Karl and Aris dig deeper into that here.

COURT BATTLES

Supreme Court urged to suspend Biden’s student loan forgiveness plan

A group of Wisconsin taxpayers on Wednesday asked the Supreme Court to block the Biden administration’s student loan forgiveness program while an appeal unfolds in a lower court.

The emergency request, filed with Judge Amy Coney Barrett, who handles emergency cases arising from Wisconsin, comes shortly after the administration began accepting applications for the program.

  • The challengers, the Brown County Taxpayers Association, urged the court to rule that the president’s national debt cancellation plan illegally encroaches on Congress’s exclusive spending power.
  • In their filing Wednesday, the challengers urged the Supreme Court to find that Biden’s debt cancellation policy would have major political and economic consequences, despite clear authorization from Congress – violating what the court dubbed the “Major Issues Doctrine”.

John Kruzel of The Hill breaks it down here.

Good to know

The IRS on Tuesday announced rule adjustments to account for inflation for the
Tax year 2023, including changes in tax brackets and standard deduction.

The IRS releases inflation adjustments every year, but this year’s announcement comes amid heightened economic concerns about high inflation and a potential recession.

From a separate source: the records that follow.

//! Transactions handed to the generic interface.

use crate::context::Context;
use crate::error::Result;
use crate::native::Session;
use crate::session::SessionHandle;
use crate::sql;

/// A real transaction on a native session.
///
/// Commit and rollback run with the context the transaction was started with.
pub struct Transaction<S> {
    session: SessionHandle<S>,
    ctx: Context,
}

impl<S: Session> Transaction<S> {
    pub(crate) fn new(session: SessionHandle<S>, ctx: Context) -> Self {
        Self { session, ctx }
    }
}

impl<S: Session> sql::Tx for Transaction<S> {
    fn commit(self: Box<Self>) -> Result<()> {
        self.session.lock()?.commit(&self.ctx)
    }

    fn rollback(self: Box<Self>) -> Result<()> {
        self.session.lock()?.rollback(&self.ctx)
    }
}

/// Stand-in returned when `begin` lends out its session instead of starting
/// a transaction. Commit and rollback never reach the server.
#[derive(Debug, Clone, Copy, Default)]
pub struct NoopTransaction;

impl sql::Tx for NoopTransaction {
    fn commit(self: Box<Self>) -> Result<()> {
        Ok(())
    }

    fn rollback(self: Box<Self>) -> Result<()> {
        Ok(())
    }
}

Here’s what else we’ve got our eyes on:

  • The Treasury Department on Wednesday sanctioned a Russian national and two of his companies for allegedly transferring sensitive US-based military technology to Russia.
  • A political advocacy group created to support President Biden’s agenda released an ad on Wednesday touting the administration’s student loan relief program.
  • Speaker Nancy Pelosi (D-California) said in a new interview that Democrats need a better message on inflation, which was a priority for voters ahead of next month’s midterm elections.

That’s all for today. Thanks for reading and check out The Hill’s Finances page for the latest news and coverage. Well see you tomorrow.